### Problem description
Begin at the line below that has "fn from(v: i64)" and stop after the line that has "#[serde(default)]". Please restate only those lines, word for word.
BEGIN
//! Version-independent provisioning model.
//!
//! These types are what the rest of the provisioning pipeline consumes:
//! no schema-version suffixes, no optional-scalar wrappers, org IDs already
//! defaulted where the schema allows leaving them out. Payloads this layer
//! does not inspect (receiver settings, policy routes, mute timings) stay
//! as raw JSON values for downstream validation.

use serde::Serialize;
use serde_json::Value;
use std::time::Duration;

use ap_common::OrgId;

/// Fully translated provisioning file.
///
/// Each collection preserves the order of the source document. `filename`
/// is provenance for error attribution, not business data.
#[derive(Debug, Clone, Default, PartialEq, Serialize)]
pub struct AlertingFile {
    pub filename: String,
    pub groups: Vec<RuleGroup>,
    pub delete_rules: Vec<RuleDelete>,
    pub contact_points: Vec<ContactPoint>,
    pub delete_contact_points: Vec<DeleteContactPoint>,
    pub policies: Vec<NotificationPolicy>,
    pub reset_policies: Vec<OrgId>,
    pub mute_times: Vec<MuteTime>,
    pub delete_mute_times: Vec<DeleteMuteTime>,
}

/// A group of alert rules sharing a folder and evaluation interval.
#[derive(Debug, Clone, PartialEq, Serialize)]
pub struct RuleGroup {
    pub org_id: OrgId,
    pub name: String,
    pub folder: String,
    #[serde(with = "humantime_serde")]
    pub interval: Duration,
    pub rules: Vec<AlertRule>,
}

/// A single alert rule inside a group.
#[derive(Debug, Clone, PartialEq, Serialize)]
pub struct AlertRule {
    pub uid: String,
    pub title: String,
    pub condition: String,
    /// How long the rule must be firing before it alerts.
    #[serde(rename = "for", with = "humantime_serde")]
    pub for_duration: Option<Duration>,
    pub data: Vec<Value>,
}

/// Request to delete a provisioned alert rule.
///
/// The UID is passed through verbatim from the document, empty string
/// included; this layer does not validate it.
#[derive(Debug, Clone, PartialEq, Eq, Serialize)]
pub struct RuleDelete {
    pub uid: String,
    pub org_id: OrgId,
}

/// A named contact point and its receiver integrations.
#[derive(Debug, Clone, PartialEq, Serialize)]
pub struct ContactPoint {
    pub org_id: OrgId,
    pub name: String,
    pub receivers: Vec<Receiver>,
}

/// One receiver integration within a contact point.
#[derive(Debug, Clone, PartialEq, Serialize)]
pub struct Receiver {
    pub uid: String,
    /// Integration type, e.g. "email" or "webhook".
    #[serde(rename = "type")]
    pub kind: String,
    pub disable_resolve_message: bool,
    pub settings: serde_json::Map<String, Value>,
}

/// Request to delete a provisioned contact point.
#[derive(Debug, Clone, PartialEq, Eq, Serialize)]
pub struct DeleteContactPoint {
    pub org_id: OrgId,
    pub uid: String,
}

/// Notification policy tree for one organization.
#[derive(Debug, Clone, PartialEq, Serialize)]
pub struct NotificationPolicy {
    pub org_id: OrgId,
    /// The routing tree, opaque to this layer.
    pub route: Value,
}

/// A mute-time interval definition.
#[derive(Debug, Clone, PartialEq, Serialize)]
pub struct MuteTime {
    pub org_id: OrgId,
    pub name: String,
    /// Interval specification, opaque to this layer.
    pub time_intervals: Value,
}

/// Request to delete a provisioned mute-time interval.
#[derive(Debug, Clone, PartialEq, Eq, Serialize)]
pub struct DeleteMuteTime {
    pub org_id: OrgId,
    pub name: String,
}
//! Optional scalar wrappers for provisioning documents.
//!
//! Provisioning files need to distinguish "field absent from the document"
//! from "field explicitly set to zero". A bare `i64` cannot represent the
//! difference and `Option<i64>` scatters the absent-reads-as-zero
//! convention across call sites; `OptionalInt64` keeps it in one place.

use serde::{Deserialize, Serialize};

/// A 64-bit integer field that may be absent from the source document.
#[derive(Debug, Clone, Copy, Default, PartialEq, Eq, Serialize, Deserialize)]
#[serde(from = "Option<i64>", into = "Option<i64>")]
pub enum OptionalInt64 {
    /// The field was not present in the document (or was explicit null).
    #[default]
    Absent,
    /// The field carried an explicit value, possibly zero.
    Present(i64),
}

impl OptionalInt64 {
    /// Effective value under the document convention: the explicit value
    /// when present, zero when absent.
    pub fn value(self) -> i64 {
        match self {
            OptionalInt64::Absent => 0,
            OptionalInt64::Present(v) => v,
        }
    }

    pub fn is_absent(self) -> bool {
        matches!(self, OptionalInt64::Absent)
    }
}

impl From<Option<i64>> for OptionalInt64 {
    fn from(raw: Option<i64>) -> Self {
        match raw {
            None => OptionalInt64::Absent,
            Some(v) => OptionalInt64::Present(v),
        }
    }
}

impl From<OptionalInt64> for Option<i64> {
    fn from(value: OptionalInt64) -> Self {
        match value {
            OptionalInt64::Absent => None,
            OptionalInt64::Present(v) => Some(v),
        }
    }
}

impl From<i64> for OptionalInt64 {
    fn from(v: i64) -> Self {
        OptionalInt64::Present(v)
    }
}

#[cfg(test)]
mod tests {
    use super::*;
    use serde::Deserialize;

    #[derive(Debug, Deserialize)]
    struct Doc {
        #[serde(default)]
        org_id: OptionalInt64,
    }

    #[test]
    fn absent_field_reads_as_zero() {
        let doc: Doc = serde_json::from_str("{}").unwrap();
        assert!(doc.org_id.is_absent());
        assert_eq!(doc.org_id.value(), 0);
    }

    #[test]
    fn null_reads_as_absent() {
        let doc: Doc = serde_json::from_str(r#"{"org_id": null}"#).unwrap();
        assert!(doc.org_id.is_absent());
    }

    #[test]
    fn explicit_zero_is_present() {
        let doc: Doc = serde_json::from_str(r#"{"org_id": 0}"#).unwrap();
        assert_eq!(doc.org_id, OptionalInt64::Present(0));
        assert_eq!(doc.org_id.value(), 0);
    }

    #[test]
    fn explicit_value_round_trips() {
        let doc: Doc = serde_json::from_str(r#"{"org_id": 42}"#).unwrap();
        assert_eq!(doc.org_id.value(), 42);
        assert_eq!(
            serde_json::to_string(&OptionalInt64::Present(42)).unwrap(),
            "42"
        );
        assert_eq!(serde_json::to_string(&OptionalInt64::Absent).unwrap(), "null");
    }

    #[test]
    fn yaml_scalar_decodes() {
        let doc: Doc = serde_yaml::from_str("org_id: 3").unwrap();
        assert_eq!(doc.org_id.value(), 3);
    }
}
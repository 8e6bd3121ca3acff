//! Error types for provisioning file translation.

use thiserror::Error;

/// A single versioned item failed to convert to the normalized model.
///
/// Raised by item-level mappers inside the rules, contact-points, and
/// mute-times-delete paths. The other paths are infallible by contract.
#[derive(Debug, Clone, PartialEq, Eq, Error)]
pub enum ItemError {
    #[error("rule group '{group}': invalid evaluation interval '{value}': {reason}")]
    InvalidInterval {
        group: String,
        value: String,
        reason: String,
    },

    #[error("rule '{uid}': invalid 'for' duration '{value}': {reason}")]
    InvalidForDuration {
        uid: String,
        value: String,
        reason: String,
    },

    #[error("contact point '{name}': receiver '{uid}' has no type")]
    MissingReceiverType { name: String, uid: String },

    #[error("contact point '{name}': receiver '{uid}' settings must be a mapping")]
    InvalidReceiverSettings { name: String, uid: String },

    #[error("mute time deletion request has no name")]
    MissingMuteTimeName,
}

/// Translation failure wrapped with the sub-entity kind that failed.
///
/// Message prefixes are stable: callers surface them verbatim, attaching
/// the source filename tracked on both document forms. Policies have no
/// variant here; their translation cannot fail.
#[derive(Debug, Error)]
pub enum TranslateError {
    #[error("failure parsing rules: {0}")]
    Rules(#[source] ItemError),

    #[error("failure parsing contact points: {0}")]
    ContactPoints(#[source] ItemError),

    #[error("failure parsing mute times: {0}")]
    MuteTimes(#[source] ItemError),
}

impl TranslateError {
    /// The underlying item-level cause.
    pub fn cause(&self) -> &ItemError {
        match self {
            TranslateError::Rules(e)
            | TranslateError::ContactPoints(e)
            | TranslateError::MuteTimes(e) => e,
        }
    }
}
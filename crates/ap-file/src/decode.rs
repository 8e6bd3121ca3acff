//! Decoding provisioning documents into version-tagged file structs.
//!
//! The document's `apiVersion` tag selects which schema the rest of the
//! file is read as. Only version 1 exists today; adding a version means
//! adding a [`VersionedFile`] variant and its translator without touching
//! the existing ones.

use serde_json::Value;
use std::fs;
use std::path::{Path, PathBuf};
use thiserror::Error;
use tracing::debug;

use crate::error::TranslateError;
use crate::model::AlertingFile;
use crate::v1::AlertingFileV1;
use crate::CURRENT_API_VERSION;

/// Supported provisioning document formats.
#[derive(Debug, Clone, Copy, PartialEq, Eq)]
pub enum FileFormat {
    Yaml,
    Json,
}

impl FileFormat {
    fn as_str(&self) -> &'static str {
        match self {
            Self::Yaml => "yaml",
            Self::Json => "json",
        }
    }
}

#[derive(Debug, Error)]
pub enum DecodeError {
    #[error("failed to read provisioning file {path}: {source}")]
    Io {
        path: PathBuf,
        #[source]
        source: std::io::Error,
    },

    #[error("unsupported provisioning file extension: {extension}")]
    UnsupportedExtension { extension: String },

    #[error("failed to parse {format} provisioning file: {message}")]
    Parse { format: String, message: String },

    #[error("unsupported apiVersion {version} (supported: {supported})")]
    UnsupportedApiVersion { version: i64, supported: i64 },
}

/// A decoded provisioning file, tagged with its schema version.
#[derive(Debug, Clone)]
pub enum VersionedFile {
    V1(AlertingFileV1),
}

impl VersionedFile {
    /// Translate into the version-independent model, dispatching to the
    /// translator for this file's schema version.
    pub fn into_model(self) -> Result<AlertingFile, TranslateError> {
        match self {
            VersionedFile::V1(file) => file.into_model(),
        }
    }

    /// The schema version this file was decoded as.
    pub fn api_version(&self) -> i64 {
        match self {
            VersionedFile::V1(_) => 1,
        }
    }
}

/// Decode a provisioning document from a file path.
///
/// The format is detected from the extension; the path becomes the
/// document's filename for error attribution.
pub fn decode_path(path: &Path) -> Result<VersionedFile, DecodeError> {
    let content = fs::read_to_string(path).map_err(|source| DecodeError::Io {
        path: path.to_path_buf(),
        source,
    })?;
    let format = detect_format(path)?;
    decode_str(&content, format, &path.display().to_string())
}

fn detect_format(path: &Path) -> Result<FileFormat, DecodeError> {
    let ext = path
        .extension()
        .and_then(|s| s.to_str())
        .unwrap_or("")
        .to_lowercase();
    match ext.as_str() {
        "yaml" | "yml" => Ok(FileFormat::Yaml),
        "json" => Ok(FileFormat::Json),
        _ => Err(DecodeError::UnsupportedExtension { extension: ext }),
    }
}

/// Decode a provisioning document from a string, dispatching on the
/// `apiVersion` tag. An absent tag reads as the current version.
pub fn decode_str(
    content: &str,
    format: FileFormat,
    filename: &str,
) -> Result<VersionedFile, DecodeError> {
    let raw: Value = match format {
        FileFormat::Yaml => serde_yaml::from_str(content).map_err(|e| DecodeError::Parse {
            format: format.as_str().to_string(),
            message: e.to_string(),
        })?,
        FileFormat::Json => serde_json::from_str(content).map_err(|e| DecodeError::Parse {
            format: format.as_str().to_string(),
            message: e.to_string(),
        })?,
    };

    let version = raw
        .get("apiVersion")
        .and_then(Value::as_i64)
        .unwrap_or(CURRENT_API_VERSION);

    match version {
        1 => {
            let mut file: AlertingFileV1 =
                serde_json::from_value(raw).map_err(|e| DecodeError::Parse {
                    format: format.as_str().to_string(),
                    message: e.to_string(),
                })?;
            file.filename = filename.to_string();
            debug!(filename, version, "decoded provisioning file");
            Ok(VersionedFile::V1(file))
        }
        other => Err(DecodeError::UnsupportedApiVersion {
            version: other,
            supported: CURRENT_API_VERSION,
        }),
    }
}
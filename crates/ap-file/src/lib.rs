//! Alerting provisioning file model and schema-version translation.
//!
//! This crate provides:
//! - Typed structs for the V1 provisioning file schema
//! - Translation from V1 into the version-independent model
//! - YAML/JSON decoding keyed on the `apiVersion` tag
//!
//! Translation is fail-fast: the first sub-entity that fails aborts the
//! whole document and the caller gets an error naming the failing kind. A
//! provisioning file is applied whole or not at all; there is no partial
//! result to act on.

pub mod decode;
pub mod error;
pub mod model;
pub mod v1;

pub use decode::{decode_path, decode_str, DecodeError, FileFormat, VersionedFile};
pub use error::{ItemError, TranslateError};
pub use model::AlertingFile;
pub use v1::AlertingFileV1;

/// Newest provisioning file schema version this crate understands.
pub const CURRENT_API_VERSION: i64 = 1;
END
### Written solution
    fn from(v: i64) -> Self {
        OptionalInt64::Present(v)
    }
}

#[cfg(test)]
mod tests {
    use super::*;
    use serde::Deserialize;

    #[derive(Debug, Deserialize)]
    struct Doc {
        #[serde(default)]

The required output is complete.